What you are asked to do: Determine the number of lines of the records below that include "stride". Respond with the number and no other text.

Collection entries:

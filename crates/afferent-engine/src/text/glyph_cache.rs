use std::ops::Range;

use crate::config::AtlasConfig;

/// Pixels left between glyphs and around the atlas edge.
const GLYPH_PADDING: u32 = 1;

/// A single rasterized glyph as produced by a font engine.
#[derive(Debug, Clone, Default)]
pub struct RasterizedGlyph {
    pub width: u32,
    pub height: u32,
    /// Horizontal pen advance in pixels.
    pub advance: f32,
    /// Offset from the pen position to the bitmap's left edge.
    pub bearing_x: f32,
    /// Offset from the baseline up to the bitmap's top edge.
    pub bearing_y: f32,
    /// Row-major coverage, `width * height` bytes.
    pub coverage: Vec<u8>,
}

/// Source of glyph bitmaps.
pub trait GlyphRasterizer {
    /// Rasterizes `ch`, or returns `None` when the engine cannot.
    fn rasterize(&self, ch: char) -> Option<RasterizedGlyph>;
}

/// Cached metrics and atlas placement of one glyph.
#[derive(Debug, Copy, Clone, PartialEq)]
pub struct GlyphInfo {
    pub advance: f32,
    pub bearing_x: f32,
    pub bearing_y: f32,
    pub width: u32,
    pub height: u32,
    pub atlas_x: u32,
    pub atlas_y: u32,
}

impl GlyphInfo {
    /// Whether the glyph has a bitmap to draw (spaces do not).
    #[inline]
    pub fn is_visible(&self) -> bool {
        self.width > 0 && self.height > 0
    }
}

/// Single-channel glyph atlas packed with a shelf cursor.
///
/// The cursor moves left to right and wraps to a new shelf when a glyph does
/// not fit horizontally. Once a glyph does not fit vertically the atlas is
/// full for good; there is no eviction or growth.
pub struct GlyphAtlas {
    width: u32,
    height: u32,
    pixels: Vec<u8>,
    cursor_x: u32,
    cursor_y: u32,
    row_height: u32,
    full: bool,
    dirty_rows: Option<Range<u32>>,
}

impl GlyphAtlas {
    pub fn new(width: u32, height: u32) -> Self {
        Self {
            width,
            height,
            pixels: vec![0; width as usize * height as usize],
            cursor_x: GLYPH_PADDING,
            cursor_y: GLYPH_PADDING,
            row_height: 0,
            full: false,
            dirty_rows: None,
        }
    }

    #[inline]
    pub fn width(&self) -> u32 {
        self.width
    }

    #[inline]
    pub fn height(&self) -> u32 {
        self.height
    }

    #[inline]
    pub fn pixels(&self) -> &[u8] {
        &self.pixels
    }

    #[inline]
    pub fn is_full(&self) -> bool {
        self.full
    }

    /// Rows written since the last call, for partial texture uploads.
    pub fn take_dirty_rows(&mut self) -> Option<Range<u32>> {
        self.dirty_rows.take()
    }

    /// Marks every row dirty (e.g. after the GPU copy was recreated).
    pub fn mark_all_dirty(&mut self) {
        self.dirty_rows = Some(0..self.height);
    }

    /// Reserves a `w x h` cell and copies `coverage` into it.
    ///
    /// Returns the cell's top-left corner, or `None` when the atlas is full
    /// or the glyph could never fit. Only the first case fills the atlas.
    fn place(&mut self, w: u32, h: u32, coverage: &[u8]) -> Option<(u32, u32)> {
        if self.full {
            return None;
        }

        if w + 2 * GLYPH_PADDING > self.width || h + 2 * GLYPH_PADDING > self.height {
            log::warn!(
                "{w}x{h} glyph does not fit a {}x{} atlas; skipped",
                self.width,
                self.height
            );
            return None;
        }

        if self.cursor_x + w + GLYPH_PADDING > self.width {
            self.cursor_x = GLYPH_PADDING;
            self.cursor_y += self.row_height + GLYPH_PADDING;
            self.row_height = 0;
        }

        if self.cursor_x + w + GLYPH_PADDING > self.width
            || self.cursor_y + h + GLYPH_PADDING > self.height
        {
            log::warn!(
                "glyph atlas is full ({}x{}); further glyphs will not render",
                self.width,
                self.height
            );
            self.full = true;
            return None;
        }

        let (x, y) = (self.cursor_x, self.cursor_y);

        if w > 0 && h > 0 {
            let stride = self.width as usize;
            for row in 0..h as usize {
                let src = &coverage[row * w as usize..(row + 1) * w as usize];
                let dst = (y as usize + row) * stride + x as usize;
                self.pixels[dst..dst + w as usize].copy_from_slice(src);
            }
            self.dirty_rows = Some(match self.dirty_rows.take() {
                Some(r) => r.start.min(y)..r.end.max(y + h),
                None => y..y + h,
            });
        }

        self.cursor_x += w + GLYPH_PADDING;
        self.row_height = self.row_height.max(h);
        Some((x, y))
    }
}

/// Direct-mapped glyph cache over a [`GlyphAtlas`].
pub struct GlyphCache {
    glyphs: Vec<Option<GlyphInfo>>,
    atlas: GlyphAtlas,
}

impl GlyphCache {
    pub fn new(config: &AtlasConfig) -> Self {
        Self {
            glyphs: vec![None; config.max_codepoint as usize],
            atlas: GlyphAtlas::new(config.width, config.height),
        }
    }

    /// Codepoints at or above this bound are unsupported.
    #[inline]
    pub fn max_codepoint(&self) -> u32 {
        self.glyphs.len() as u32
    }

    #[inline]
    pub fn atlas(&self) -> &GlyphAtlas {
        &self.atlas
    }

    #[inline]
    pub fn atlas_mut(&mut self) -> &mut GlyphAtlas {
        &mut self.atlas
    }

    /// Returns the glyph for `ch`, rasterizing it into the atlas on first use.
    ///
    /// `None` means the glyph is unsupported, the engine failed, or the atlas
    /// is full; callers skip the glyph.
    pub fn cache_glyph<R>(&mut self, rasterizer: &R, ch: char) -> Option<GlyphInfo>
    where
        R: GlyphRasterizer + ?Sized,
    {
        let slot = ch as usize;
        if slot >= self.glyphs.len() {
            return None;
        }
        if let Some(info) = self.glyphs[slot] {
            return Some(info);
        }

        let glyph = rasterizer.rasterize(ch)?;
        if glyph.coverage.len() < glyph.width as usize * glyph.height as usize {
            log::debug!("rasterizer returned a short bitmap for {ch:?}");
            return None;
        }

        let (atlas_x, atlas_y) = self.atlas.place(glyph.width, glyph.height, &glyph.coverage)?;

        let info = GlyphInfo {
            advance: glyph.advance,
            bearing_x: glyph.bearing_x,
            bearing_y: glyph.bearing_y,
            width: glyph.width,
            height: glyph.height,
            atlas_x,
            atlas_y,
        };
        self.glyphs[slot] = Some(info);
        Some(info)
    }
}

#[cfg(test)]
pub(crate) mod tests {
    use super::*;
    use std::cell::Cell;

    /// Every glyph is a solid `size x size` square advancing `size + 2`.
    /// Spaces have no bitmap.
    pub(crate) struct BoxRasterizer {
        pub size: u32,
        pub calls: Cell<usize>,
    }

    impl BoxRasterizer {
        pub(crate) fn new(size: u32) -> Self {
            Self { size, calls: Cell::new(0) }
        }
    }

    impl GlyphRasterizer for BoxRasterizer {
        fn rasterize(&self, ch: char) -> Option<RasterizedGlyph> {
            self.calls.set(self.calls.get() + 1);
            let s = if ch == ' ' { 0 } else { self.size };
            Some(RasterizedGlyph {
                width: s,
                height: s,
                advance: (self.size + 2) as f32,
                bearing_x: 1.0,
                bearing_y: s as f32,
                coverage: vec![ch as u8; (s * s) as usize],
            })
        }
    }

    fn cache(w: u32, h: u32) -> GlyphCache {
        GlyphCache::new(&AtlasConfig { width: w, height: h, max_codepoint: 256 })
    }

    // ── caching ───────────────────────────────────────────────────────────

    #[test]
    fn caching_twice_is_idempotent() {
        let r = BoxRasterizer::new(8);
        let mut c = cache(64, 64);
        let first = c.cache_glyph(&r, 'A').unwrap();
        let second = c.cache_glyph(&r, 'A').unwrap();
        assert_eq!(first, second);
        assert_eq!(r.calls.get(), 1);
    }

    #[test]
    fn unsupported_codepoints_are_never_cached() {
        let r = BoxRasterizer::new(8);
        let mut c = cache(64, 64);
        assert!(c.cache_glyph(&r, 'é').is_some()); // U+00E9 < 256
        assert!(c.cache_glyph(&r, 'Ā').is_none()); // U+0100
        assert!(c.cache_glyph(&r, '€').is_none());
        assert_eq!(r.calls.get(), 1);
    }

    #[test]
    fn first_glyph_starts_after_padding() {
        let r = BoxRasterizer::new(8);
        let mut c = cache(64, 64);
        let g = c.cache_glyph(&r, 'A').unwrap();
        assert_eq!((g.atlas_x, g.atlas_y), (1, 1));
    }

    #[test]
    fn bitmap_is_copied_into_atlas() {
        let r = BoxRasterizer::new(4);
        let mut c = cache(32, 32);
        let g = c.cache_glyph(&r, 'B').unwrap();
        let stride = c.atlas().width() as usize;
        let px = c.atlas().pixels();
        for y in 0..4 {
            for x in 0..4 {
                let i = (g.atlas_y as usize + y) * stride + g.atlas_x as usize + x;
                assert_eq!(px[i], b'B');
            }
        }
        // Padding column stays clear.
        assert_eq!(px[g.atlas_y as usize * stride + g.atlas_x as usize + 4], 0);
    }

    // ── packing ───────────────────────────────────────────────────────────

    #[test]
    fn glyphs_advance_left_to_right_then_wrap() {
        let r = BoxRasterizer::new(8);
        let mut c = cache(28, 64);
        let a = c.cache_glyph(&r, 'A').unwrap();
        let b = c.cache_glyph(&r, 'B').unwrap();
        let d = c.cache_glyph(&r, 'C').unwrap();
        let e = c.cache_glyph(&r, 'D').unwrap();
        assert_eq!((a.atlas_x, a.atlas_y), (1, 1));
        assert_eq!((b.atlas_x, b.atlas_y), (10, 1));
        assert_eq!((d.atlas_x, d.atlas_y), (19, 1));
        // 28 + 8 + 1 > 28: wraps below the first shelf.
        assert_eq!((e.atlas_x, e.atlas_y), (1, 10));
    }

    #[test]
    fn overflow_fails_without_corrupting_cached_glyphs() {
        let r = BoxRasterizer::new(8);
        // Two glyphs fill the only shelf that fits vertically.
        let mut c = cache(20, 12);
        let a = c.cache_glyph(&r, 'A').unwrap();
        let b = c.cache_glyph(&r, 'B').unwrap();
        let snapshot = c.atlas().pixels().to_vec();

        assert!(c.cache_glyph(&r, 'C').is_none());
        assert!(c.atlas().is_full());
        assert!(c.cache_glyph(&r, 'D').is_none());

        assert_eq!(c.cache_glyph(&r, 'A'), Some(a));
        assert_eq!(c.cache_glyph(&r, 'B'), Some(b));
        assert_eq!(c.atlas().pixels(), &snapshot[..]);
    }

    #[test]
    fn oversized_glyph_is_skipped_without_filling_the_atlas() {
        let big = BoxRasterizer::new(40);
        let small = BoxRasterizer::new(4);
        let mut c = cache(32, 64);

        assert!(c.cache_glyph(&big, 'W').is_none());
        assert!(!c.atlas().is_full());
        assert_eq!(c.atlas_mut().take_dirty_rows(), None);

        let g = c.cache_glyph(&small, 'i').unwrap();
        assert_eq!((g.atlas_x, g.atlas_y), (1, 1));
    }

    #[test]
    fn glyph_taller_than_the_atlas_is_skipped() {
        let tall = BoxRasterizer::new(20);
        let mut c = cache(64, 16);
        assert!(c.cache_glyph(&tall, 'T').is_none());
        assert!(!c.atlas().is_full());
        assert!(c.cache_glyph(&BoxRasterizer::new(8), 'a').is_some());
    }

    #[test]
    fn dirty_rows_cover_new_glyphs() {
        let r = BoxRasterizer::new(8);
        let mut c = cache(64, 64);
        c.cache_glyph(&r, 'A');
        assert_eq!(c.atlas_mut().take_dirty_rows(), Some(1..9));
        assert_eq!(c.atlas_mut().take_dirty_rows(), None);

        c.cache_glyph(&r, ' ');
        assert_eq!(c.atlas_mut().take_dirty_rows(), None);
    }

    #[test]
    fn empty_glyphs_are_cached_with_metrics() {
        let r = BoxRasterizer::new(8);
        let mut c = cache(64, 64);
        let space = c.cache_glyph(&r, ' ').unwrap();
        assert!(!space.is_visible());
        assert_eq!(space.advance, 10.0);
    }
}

Reply to the task: 5